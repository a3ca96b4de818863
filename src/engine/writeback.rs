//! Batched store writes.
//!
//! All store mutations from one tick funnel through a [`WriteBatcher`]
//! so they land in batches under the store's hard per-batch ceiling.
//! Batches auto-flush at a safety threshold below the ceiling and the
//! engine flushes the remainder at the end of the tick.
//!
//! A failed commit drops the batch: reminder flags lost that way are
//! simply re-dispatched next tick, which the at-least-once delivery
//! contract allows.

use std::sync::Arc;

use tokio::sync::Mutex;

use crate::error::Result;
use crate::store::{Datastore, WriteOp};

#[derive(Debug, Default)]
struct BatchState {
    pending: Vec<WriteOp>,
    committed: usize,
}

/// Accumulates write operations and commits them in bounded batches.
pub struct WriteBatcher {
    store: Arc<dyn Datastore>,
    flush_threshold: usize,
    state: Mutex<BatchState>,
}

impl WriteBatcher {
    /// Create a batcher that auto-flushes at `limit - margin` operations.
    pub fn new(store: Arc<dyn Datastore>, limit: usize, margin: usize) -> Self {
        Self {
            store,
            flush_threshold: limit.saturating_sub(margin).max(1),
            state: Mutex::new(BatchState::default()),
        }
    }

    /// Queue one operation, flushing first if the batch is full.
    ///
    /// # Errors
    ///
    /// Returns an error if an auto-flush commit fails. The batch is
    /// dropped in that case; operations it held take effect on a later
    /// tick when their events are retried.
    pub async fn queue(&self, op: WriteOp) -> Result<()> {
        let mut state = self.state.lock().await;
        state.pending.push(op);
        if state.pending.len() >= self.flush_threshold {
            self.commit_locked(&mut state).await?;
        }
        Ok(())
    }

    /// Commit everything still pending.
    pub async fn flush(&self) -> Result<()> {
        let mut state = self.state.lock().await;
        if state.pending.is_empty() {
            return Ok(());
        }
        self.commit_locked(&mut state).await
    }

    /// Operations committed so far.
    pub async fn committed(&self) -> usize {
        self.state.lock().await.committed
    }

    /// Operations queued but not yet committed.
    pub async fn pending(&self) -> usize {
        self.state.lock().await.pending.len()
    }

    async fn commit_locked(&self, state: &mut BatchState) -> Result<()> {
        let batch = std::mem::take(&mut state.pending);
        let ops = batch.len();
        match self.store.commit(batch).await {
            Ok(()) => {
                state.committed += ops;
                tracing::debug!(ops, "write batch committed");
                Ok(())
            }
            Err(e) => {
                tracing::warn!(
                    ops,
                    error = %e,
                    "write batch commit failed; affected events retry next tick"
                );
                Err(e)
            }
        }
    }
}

========

What is needed :: Tally the lines above containing "limit". Answer with the count only.

Exercise result :: 3